As a beginner this is my first code. Any comments?

import numpy as np
import math
import matplotlib.pylab as plt

x=np.linspace(-360,360,45)*np.pi/180
plt.subplot(111)
_sin=plt.plot(x, np.sin(x),label="Sine Curve")
_cos=plt.plot(x,np.cos(x),label="Cos Curve")
#_tan=plt.plot(x,np.tan(x),label="Tan Curve")
plt.legend(['sin','cos','tan'])

plt.show()#This line might be required on some python implementations.

• (To split an excessively fine hair, not specifying in any way what the code is to accomplish (beyond naming a theme) makes it correspondingly hard to tell whether the code works as intended.) Dec 9, 2020 at 7:50
• @greybeard Considering the title, I think it's supposed to plot (co)sine waves.
– Mast
Dec 9, 2020 at 21:12

In addition to SuperStormer's points ...

Unused variables

_sin and _cos are never used. You don't need to assignments to these variable.

Naming conventions

In the event you will eventually use them...
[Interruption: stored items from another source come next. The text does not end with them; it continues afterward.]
//! Drives the selection reducer against the backend: lazy presentation
//! loads and batched price fetches. Failures degrade to empty results.

use std::{collections::HashMap, fmt::Display, future::Future, mem};

use futures::future::join_all;
use tracing::{debug, warn};

use crate::domain::{
    CatalogState, Presentation, PresentationId, PriceItem, SelectionAction, SelectionState,
    Transition,
};
use crate::infra::client::{AdminClient, AdminClientError};

/// Where the picker fetches presentations and prices from.
pub trait CatalogSource {
    type Error: Display;

    fn presentations_for(
        &self,
        sku: &str,
    ) -> impl Future<Output = Result<Vec<Presentation>, Self::Error>> + Send;

    fn prices_for_presentation(
        &self,
        presentation_id: &str,
    ) -> impl Future<Output = Result<Vec<PriceItem>, Self::Error>> + Send;
}

impl CatalogSource for AdminClient {
    type Error = AdminClientError;

    fn presentations_for(
        &self,
        sku: &str,
    ) -> impl Future<Output = Result<Vec<Presentation>, Self::Error>> + Send {
        self.get_presentations_by_sku(sku)
    }

    fn prices_for_presentation(
        &self,
        presentation_id: &str,
    ) -> impl Future<Output = Result<Vec<PriceItem>, Self::Error>> + Send {
        self.get_prices_by_presentation(presentation_id)
    }
}

pub struct Picker<S> {
    source: S,
    state: SelectionState,
}

impl<S: CatalogSource> Picker<S> {
    pub fn new(source: S) -> Self {
        Self::with_state(source, SelectionState::new())
    }

    pub fn with_state(source: S, state: SelectionState) -> Self {
        Self { source, state }
    }

    pub fn state(&self) -> &SelectionState {
        &self.state
    }

    pub fn into_state(self) -> SelectionState {
        self.state
    }

    /// Applies one action and completes any presentation loads it requested.
    pub async fn dispatch(&mut self, action: SelectionAction) {
        let Transition { state, loads } = mem::take(&mut self.state).reduce(action);
        self.state = state;
        if loads.is_empty() {
            return;
        }

        debug!(count = loads.len(), "loading presentations");
        let results = join_all(loads.iter().map(|sku| self.load_presentations(sku))).await;
        for (sku, presentations) in loads.into_iter().zip(results) {
            let next = mem::take(&mut self.state)
                .reduce(SelectionAction::PresentationsLoaded { sku, presentations });
            self.state = next.state;
        }
    }

    async fn load_presentations(&self, sku: &str) -> Vec<Presentation> {
        match self.source.presentations_for(sku).await {
            Ok(presentations) => presentations,
            Err(error) => {
                warn!(sku, %error, "failed to load presentations; treating as none");
                Vec::new()
            }
        }
    }

    /// Fetches prices for many presentations concurrently. A failed fetch
    /// yields an empty list for that presentation only.
    pub async fn load_prices(
        &self,
        presentation_ids: &[PresentationId],
    ) -> HashMap<PresentationId, Vec<PriceItem>> {
        let fetches = presentation_ids.iter().map(|id| async move {
            let prices = match self.source.prices_for_presentation(id).await {
                Ok(prices) => prices,
                Err(error) => {
                    warn!(presentation_id = %id, %error, "failed to load prices; treating as none");
                    Vec::new()
                }
            };
            (id.clone(), prices)
        });
        join_all(fetches).await.into_iter().collect()
    }

    /// Looks up the prices of one presentation for `list_id`, storing the
    /// result only if no newer lookup for the same pair was started.
    pub async fn lookup_price(
        &self,
        catalog: &mut CatalogState,
        list_id: &str,
        presentation_id: &str,
    ) -> bool {
        let ticket = catalog.begin_price_lookup(list_id, presentation_id);
        let prices = match self.source.prices_for_presentation(presentation_id).await {
            Ok(prices) => prices
                .into_iter()
                .filter(|item| item.list_id == list_id)
                .collect(),
            Err(error) => {
                warn!(list_id, presentation_id, %error, "price lookup failed");
                Vec::new()
            }
        };
        catalog.complete_price_lookup(ticket, prices)
    }
}
use uuid::Uuid;

pub mod persistence;
pub mod version;

/// Backend-style identifier: `PREFIX-<uuid v4>`.
pub fn generate_id(prefix: &str) -> String {
    format!("{prefix}-{}", Uuid::new_v4().simple())
}
//! Price formulas: arithmetic over a `COSTO` placeholder.
//!
//! Formulas are typed by users while they edit a price list, e.g.
//! `COSTO * 1.16` or `(costo + 5) / 0.8`. Only numeric literals, the
//! placeholder and `+ - * / ( )` are accepted; anything else is rejected
//! by the tokenizer instead of being evaluated.

use std::fmt;

use thiserror::Error;
use tracing::debug;

/// Placeholder replaced by the base cost; matched case-insensitively.
pub const COST_TOKEN: &str = "COSTO";

/// Deepest allowed nesting of parentheses and unary signs.
pub const MAX_NESTING: usize = 64;
/// Longest formula accepted, in tokens.
pub const MAX_TOKENS: usize = 512;

#[derive(Debug, Error, Clone, PartialEq)]
pub enum FormulaError {
    #[error("formula is empty")]
    Empty,
    #[error("base cost is missing or zero")]
    MissingCost,
    #[error("unexpected character '{ch}' at position {pos}")]
    UnexpectedChar { ch: char, pos: usize },
    #[error("unknown identifier '{0}'")]
    UnknownIdentifier(String),
    #[error("invalid number '{0}'")]
    InvalidNumber(String),
    #[error("unexpected end of formula")]
    UnexpectedEnd,
    #[error("unexpected '{token}' at position {pos}")]
    UnexpectedToken { token: String, pos: usize },
    #[error("unbalanced parenthesis at position {0}")]
    UnbalancedParen(usize),
    #[error("formula result is not a finite number")]
    NonFinite,
    #[error("formula does not reference COSTO")]
    MissingCostToken,
    #[error("formula nests deeper than {0} levels")]
    TooDeep(usize),
    #[error("formula is longer than {0} tokens")]
    TooLong(usize),
}

#[derive(Clone, Debug, PartialEq)]
enum Token {
    Number(f64),
    Cost,
    Plus,
    Minus,
    Star,
    Slash,
    LParen,
    RParen,
}

impl fmt::Display for Token {
    fn fmt(&self, f: &mut fmt::Formatter<'_>) -> fmt::Result {
        match self {
            Token::Number(value) => write!(f, "{value}"),
            Token::Cost => f.write_str(COST_TOKEN),
            Token::Plus => f.write_str("+"),
            Token::Minus => f.write_str("-"),
            Token::Star => f.write_str("*"),
            Token::Slash => f.write_str("/"),
            Token::LParen => f.write_str("("),
            Token::RParen => f.write_str(")"),
        }
    }
}

fn tokenize(input: &str) -> Result<Vec<(Token, usize)>, FormulaError> {
    let chars: Vec<char> = input.chars().collect();
    let mut tokens = Vec::new();
    let mut pos = 0;

    while pos < chars.len() {
        let ch = chars[pos];
        let start = pos;
        match ch {
            c if c.is_whitespace() => {
                pos += 1;
                continue;
            }
            '+' => tokens.push((Token::Plus, start)),
            '-' => tokens.push((Token::Minus, start)),
            '*' => tokens.push((Token::Star, start)),
            '/' => tokens.push((Token::Slash, start)),
            '(' => tokens.push((Token::LParen, start)),
            ')' => tokens.push((Token::RParen, start)),
            c if c.is_ascii_digit() || c == '.' => {
                while pos < chars.len() && (chars[pos].is_ascii_digit() || chars[pos] == '.') {
                    pos += 1;
                }
                let literal: String = chars[start..pos].iter().collect();
                let value = literal
                    .parse::<f64>()
                    .map_err(|_| FormulaError::InvalidNumber(literal.clone()))?;
                tokens.push((Token::Number(value), start));
                continue;
            }
            c if c.is_alphabetic() => {
                while pos < chars.len() && (chars[pos].is_alphanumeric() || chars[pos] == '_') {
                    pos += 1;
                }
                let word: String = chars[start..pos].iter().collect();
                if word.eq_ignore_ascii_case(COST_TOKEN) {
                    tokens.push((Token::Cost, start));
                    continue;
                }
                return Err(FormulaError::UnknownIdentifier(word));
            }
            other => return Err(FormulaError::UnexpectedChar { ch: other, pos: start }),
        }
        pos += 1;
        if tokens.len() > MAX_TOKENS {
            return Err(FormulaError::TooLong(MAX_TOKENS));
        }
    }

    if tokens.len() > MAX_TOKENS {
        return Err(FormulaError::TooLong(MAX_TOKENS));
    }
    Ok(tokens)
}

#[derive(Clone, Debug, PartialEq)]
enum Expr {
    Const(f64),
    Cost,
    Neg(Box<Expr>),
    Add(Box<Expr>, Box<Expr>),
    Sub(Box<Expr>, Box<Expr>),
    Mul(Box<Expr>, Box<Expr>),
    Div(Box<Expr>, Box<Expr>),
}

impl Expr {
    fn eval(&self, cost: f64) -> f64 {
        match self {
            Expr::Const(value) => *value,
            Expr::Cost => cost,
            Expr::Neg(inner) => -inner.eval(cost),
            Expr::Add(lhs, rhs) => lhs.eval(cost) + rhs.eval(cost),
            Expr::Sub(lhs, rhs) => lhs.eval(cost) - rhs.eval(cost),
            Expr::Mul(lhs, rhs) => lhs.eval(cost) * rhs.eval(cost),
            Expr::Div(lhs, rhs) => lhs.eval(cost) / rhs.eval(cost),
        }
    }

    fn references_cost(&self) -> bool {
        match self {
            Expr::Const(_) => false,
            Expr::Cost => true,
            Expr::Neg(inner) => inner.references_cost(),
            Expr::Add(lhs, rhs) | Expr::Sub(lhs, rhs) | Expr::Mul(lhs, rhs) | Expr::Div(lhs, rhs) => {
                lhs.references_cost() || rhs.references_cost()
            }
        }
    }
}

struct Parser {
    tokens: Vec<(Token, usize)>,
    cursor: usize,
    depth: usize,
}

impl Parser {
    fn peek(&self) -> Option<&Token> {
        self.tokens.get(self.cursor).map(|(token, _)| token)
    }

    fn next(&mut self) -> Option<(Token, usize)> {
        let item = self.tokens.get(self.cursor).cloned();
        if item.is_some() {
            self.cursor += 1;
        }
        item
    }

    fn descend(&mut self) -> Result<(), FormulaError> {
        if self.depth >= MAX_NESTING {
            return Err(FormulaError::TooDeep(MAX_NESTING));
        }
        self.depth += 1;
        Ok(())
    }

    // expr := term (('+' | '-') term)*
    fn expression(&mut self) -> Result<Expr, FormulaError> {
        let mut lhs = self.term()?;
        loop {
            match self.peek() {
                Some(Token::Plus) => {
                    self.cursor += 1;
                    lhs = Expr::Add(Box::new(lhs), Box::new(self.term()?));
                }
                Some(Token::Minus) => {
                    self.cursor += 1;
                    lhs = Expr::Sub(Box::new(lhs), Box::new(self.term()?));
                }
                _ => return Ok(lhs),
            }
        }
    }

    // term := unary (('*' | '/') unary)*
    fn term(&mut self) -> Result<Expr, FormulaError> {
        let mut lhs = self.unary()?;
        loop {
            match self.peek() {
                Some(Token::Star) => {
                    self.cursor += 1;
                    lhs = Expr::Mul(Box::new(lhs), Box::new(self.unary()?));
                }
                Some(Token::Slash) => {
                    self.cursor += 1;
                    lhs = Expr::Div(Box::new(lhs), Box::new(self.unary()?));
                }
                _ => return Ok(lhs),
            }
        }
    }

    fn unary(&mut self) -> Result<Expr, FormulaError> {
        match self.peek() {
            Some(Token::Minus) => {
                self.cursor += 1;
                self.descend()?;
                let inner = self.unary();
                self.depth -= 1;
                Ok(Expr::Neg(Box::new(inner?)))
            }
            Some(Token::Plus) => {
                self.cursor += 1;
                self.descend()?;
                let inner = self.unary();
                self.depth -= 1;
                inner
            }
            _ => self.primary(),
        }
    }

    fn primary(&mut self) -> Result<Expr, FormulaError> {
        match self.next() {
            Some((Token::Number(value), _)) => Ok(Expr::Const(value)),
            Some((Token::Cost, _)) => Ok(Expr::Cost),
            Some((Token::LParen, open_pos)) => {
                self.descend()?;
                let inner = self.expression();
                self.depth -= 1;
                let inner = inner?;
                match self.next() {
                    Some((Token::RParen, _)) => Ok(inner),
                    Some((token, pos)) => Err(FormulaError::UnexpectedToken {
                        token: token.to_string(),
                        pos,
                    }),
                    None => Err(FormulaError::UnbalancedParen(open_pos)),
                }
            }
            Some((Token::RParen, pos)) => Err(FormulaError::UnbalancedParen(pos)),
            Some((token, pos)) => Err(FormulaError::UnexpectedToken {
                token: token.to_string(),
                pos,
            }),
            None => Err(FormulaError::UnexpectedEnd),
        }
    }
}

/// A parsed formula, reusable across many base costs.
#[derive(Clone, Debug, PartialEq)]
pub struct Formula {
    source: String,
    expr: Expr,
}

impl Formula {
    pub fn parse(source: &str) -> Result<Self, FormulaError> {
        if source.trim().is_empty() {
            return Err(FormulaError::Empty);
        }

        let mut parser = Parser {
            tokens: tokenize(source)?,
            cursor: 0,
            depth: 0,
        };
        let expr = parser.expression()?;
        if let Some((token, pos)) = parser.next() {
            return Err(match token {
                Token::RParen => FormulaError::UnbalancedParen(pos),
                other => FormulaError::UnexpectedToken {
                    token: other.to_string(),
                    pos,
                },
            });
        }

        Ok(Self {
            source: source.to_string(),
            expr,
        })
    }

    pub fn source(&self) -> &str {
        &self.source
    }

    pub fn references_cost(&self) -> bool {
        self.expr.references_cost()
    }

    /// Evaluates with the given cost, rounded to cents.
    pub fn evaluate(&self, cost: f64) -> Result<f64, FormulaError> {
        let value = self.expr.eval(cost);
        if value.is_finite() {
            Ok(round_cents(value))
        } else {
            Err(FormulaError::NonFinite)
        }
    }
}

pub fn round_cents(value: f64) -> f64 {
    (value * 100.0).round() / 100.0
}

/// Strict variant of [`evaluate_formula`] that reports why a formula failed.
pub fn try_evaluate_formula(base_cost: Option<f64>, formula: &str) -> Result<f64, FormulaError> {
    if formula.trim().is_empty() {
        return Err(FormulaError::Empty);
    }
    let cost = base_cost
        .filter(|cost| cost.is_finite() && *cost != 0.0)
        .ok_or(FormulaError::MissingCost)?;
    Formula::parse(formula)?.evaluate(cost)
}

/// Evaluates `formula` with `COSTO` bound to `base_cost`.
///
/// Never fails: an empty formula, a missing or zero cost, a malformed
/// expression or a non-finite result all yield `0.0`.
pub fn evaluate_formula(base_cost: Option<f64>, formula: &str) -> f64 {
    match try_evaluate_formula(base_cost, formula) {
        Ok(value) => value,
        Err(err) => {
            debug!(formula, ?base_cost, error = %err, "formula evaluation coerced to zero");
            0.0
        }
    }
}

/// Checks that a formula parses and actually uses the cost placeholder.
pub fn validate_formula(formula: &str) -> Result<(), FormulaError> {
    let parsed = Formula::parse(formula)?;
    if !parsed.references_cost() {
        return Err(FormulaError::MissingCostToken);
    }
    Ok(())
}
Leading underscore are used to indicate private members of a class. To avoid collisions with keywords, by convention, a trailing underscore is used (i.e. sin_ & cos_).

Unused arguments

'tan' is being passed to plt.legend(), but there is no tangent plot.

It works, but it is a bad habit to get into. Pass the desired curve titles directly to the plt.plot() function (i.e., label="sin"), and simply call plt.legend() with no arguments.

Magic numbers

What is 111 and why are you passing it to subplot()?

Updated code

import numpy as np
import matplotlib.pylab as plt

x = np.linspace(-360, 360, 45) * np.pi / 180

plt.subplot()
sin_ = plt.plot(x, np.sin(x), label="sin")
cos_ = plt.plot(x, np.cos(x), label="cos")
#tan_ = plt.plot(x, np.tan(x), label="tan")

plt.legend()

# plt.show()   # For CPython


Secondly, check out PEP 8, the Python style guide. stdlib imports should be at the very top, then 3rd-party imports. However, math isn't even used anywhere, so you can just remove the import entirely.

In addition, your spacing is a bit inconsistent. Assignments should have 1 space on each side and there should be a space after the commas within a func call. I recommend using an auto-formatter to fix these stylistic issues, such as black or yapf.